La société Philips RS North America LLC a été jugée dans le litige l’opposant à l’Agence nationale de sécurité du médicament et des produits de santé à propos des mesures imposées après le rappel massif d’appareils de ventilation et de pression positive continue.
L’affaire trouve son origine dans la découverte d’un risque de dégradation de la mousse d’insonorisation intégrée aux dispositifs, susceptible d’entraîner l’inhalation de particules et de composés organiques volatils, avec des effets potentiellement graves pour la santé des patients.
Il a été jugé que l’autorité sanitaire pouvait légalement restreindre la commercialisation des appareils, imposer un calendrier strict de réparation ou de remplacement et prioriser le marché français afin d’assurer la continuité des soins et la protection des patients.

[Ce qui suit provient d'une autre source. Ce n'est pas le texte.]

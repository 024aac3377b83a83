use alloc::vec::Vec;

use enough::Stop;

use crate::bmp::BmpImage;
use crate::error::BitmapError;
use crate::geometry::{DeviceResolution, Geometry};
use crate::limits::Limits;
use crate::pixel::{DecodedPixel, SampleOrder};
use crate::rotate::Rotation;
use crate::scan::Pixels;

/// Builder for a BMP → raw pixel conversion.
///
/// ```no_run
/// use bmp2raw::{ConvertRequest, DeviceResolution, Rotation, SampleOrder};
/// use enough::Unstoppable;
///
/// let data: &[u8] = &[]; // your BMP bytes
/// let out = ConvertRequest::new(data)
///     .rotation(Rotation::Rotate90)
///     .device_resolution(DeviceResolution::new(320, 240))
///     .convert(Unstoppable)?;
/// let raw = out.to_bytes(SampleOrder::Argb);
/// # Ok::<(), bmp2raw::BitmapError>(())
/// ```
#[derive(Clone, Debug)]
pub struct ConvertRequest<'a> {
    data: &'a [u8],
    rotation: Rotation,
    device: DeviceResolution,
    limits: Option<&'a Limits>,
}

impl<'a> ConvertRequest<'a> {
    pub fn new(data: &'a [u8]) -> Self {
        Self {
            data,
            rotation: Rotation::None,
            device: DeviceResolution::UNAVAILABLE,
            limits: None,
        }
    }

    pub fn rotation(mut self, rotation: Rotation) -> Self {
        self.rotation = rotation;
        self
    }

    /// Clip the emitted image to this resolution (before rotation).
    pub fn device_resolution(mut self, device: DeviceResolution) -> Self {
        self.device = device;
        self
    }

    pub fn limits(mut self, limits: &'a Limits) -> Self {
        self.limits = Some(limits);
        self
    }

    /// Parse and validate everything a conversion needs without decoding
    /// any pixel.
    pub fn prepare(&self) -> Result<Conversion<'a>, BitmapError> {
        let image = BmpImage::parse(self.data)?;
        let header = image.header();
        let window = Geometry::clip(header.height(), header.width(), self.device);
        let (out_rows, out_cols) = window.output_dims(self.rotation);

        log::debug!(
            "{}x{} {} bpp ({:?}), {} palette entries, stride {}, {}",
            header.width(),
            header.height(),
            header.bit_count(),
            image.format(),
            image.palette().len(),
            image.row_stride(),
            if header.is_top_down() { "top-down" } else { "bottom-up" },
        );
        log::debug!(
            "window {}x{} (device {}x{}), rotation {}, output {}x{}",
            window.cols,
            window.rows,
            self.device.width,
            self.device.height,
            self.rotation.degrees(),
            out_cols,
            out_rows,
        );

        let out_bytes = window
            .rows
            .checked_mul(window.cols)
            .and_then(|n| n.checked_mul(SampleOrder::BYTES_PER_PIXEL))
            .ok_or(BitmapError::DimensionsTooLarge {
                width: out_cols as u32,
                height: out_rows as u32,
            })?;
        if let Some(limits) = self.limits {
            limits.check_output(out_cols, out_rows, out_bytes)?;
        }

        image.check_window(&window)?;

        Ok(Conversion {
            image,
            window,
            rotation: self.rotation,
        })
    }

    /// Decode the whole output grid into memory.
    pub fn convert(&self, stop: impl Stop) -> Result<ConvertOutput, BitmapError> {
        self.prepare()?.decode_all(stop)
    }

    /// Convert, then write the raw samples to `writer`.
    ///
    /// Nothing is written unless the whole conversion succeeds. Returns the
    /// number of bytes written.
    #[cfg(feature = "std")]
    pub fn write_to<W: std::io::Write>(
        &self,
        writer: &mut W,
        order: SampleOrder,
        stop: impl Stop,
    ) -> Result<usize, BitmapError> {
        let bytes = self.convert(stop)?.to_bytes(order);
        writer.write_all(&bytes)?;
        writer.flush()?;
        Ok(bytes.len())
    }
}

/// A validated conversion. Every call to [`Conversion::pixels`] starts a
/// fresh scan.
#[derive(Clone, Debug)]
pub struct Conversion<'a> {
    image: BmpImage<'a>,
    window: Geometry,
    rotation: Rotation,
}

impl<'a> Conversion<'a> {
    pub fn image(&self) -> &BmpImage<'a> {
        &self.image
    }

    /// Source window before rotation.
    pub fn window(&self) -> Geometry {
        self.window
    }

    pub fn rotation(&self) -> Rotation {
        self.rotation
    }

    /// Emitted `(width, height)`.
    pub fn output_size(&self) -> (usize, usize) {
        let (rows, cols) = self.window.output_dims(self.rotation);
        (cols, rows)
    }

    /// Lazy row-major pixel sequence.
    pub fn pixels(&self) -> Pixels<'_> {
        Pixels::new(&self.image, self.window, self.rotation)
    }

    /// Decode every pixel, checking `stop` once per output row.
    pub fn decode_all(&self, stop: impl Stop) -> Result<ConvertOutput, BitmapError> {
        let mut pixels = self.pixels();
        let (rows, cols) = pixels.output_dims();
        let mut out = Vec::with_capacity(self.window.pixel_count());
        for _ in 0..rows {
            stop.check()?;
            for px in pixels.by_ref().take(cols) {
                out.push(px?);
            }
        }
        log::debug!("decoded {} pixels", out.len());
        Ok(ConvertOutput {
            pixels: out,
            width: cols as u32,
            height: rows as u32,
            rotation: self.rotation,
        })
    }
}

/// Fully decoded output grid, row-major.
#[derive(Clone, Debug, PartialEq, Eq)]
pub struct ConvertOutput {
    pixels: Vec<DecodedPixel>,
    pub width: u32,
    pub height: u32,
    pub rotation: Rotation,
}

impl ConvertOutput {
    pub fn pixels(&self) -> &[DecodedPixel] {
        &self.pixels
    }

    pub fn into_pixels(self) -> Vec<DecodedPixel> {
        self.pixels
    }

    /// Pixel at output `(x, y)`.
    pub fn pixel(&self, x: u32, y: u32) -> Option<DecodedPixel> {
        if x >= self.width || y >= self.height {
            return None;
        }
        self.pixels
            .get(y as usize * self.width as usize + x as usize)
            .copied()
    }

    /// Flat raw stream, 4 bytes per pixel in `order`.
    pub fn to_bytes(&self, order: SampleOrder) -> Vec<u8> {
        self.pixels.iter().flat_map(|p| p.to_bytes(order)).collect()
    }

    /// Copy into an [`imgref::ImgVec`] of RGBA pixels.
    #[cfg(feature = "imgref")]
    pub fn to_imgvec(&self) -> imgref::ImgVec<rgb::RGBA8> {
        imgref::ImgVec::new(
            self.pixels.iter().map(|&p| p.into()).collect(),
            self.width as usize,
            self.height as usize,
        )
    }
}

En revanche, l’obligation faite à Philips de mettre en place, à ses frais, une étude épidémiologique indépendante visant à évaluer un risque cancérigène potentiel a été annulée, faute de base légale suffisante.
La décision confirme ainsi la validité des mesures de police sanitaire prises face à des dispositifs jugés non conformes, tout en rappelant les limites des pouvoirs de l’administration lorsqu’elle impose aux industriels des obligations scientifiques supplémentaires.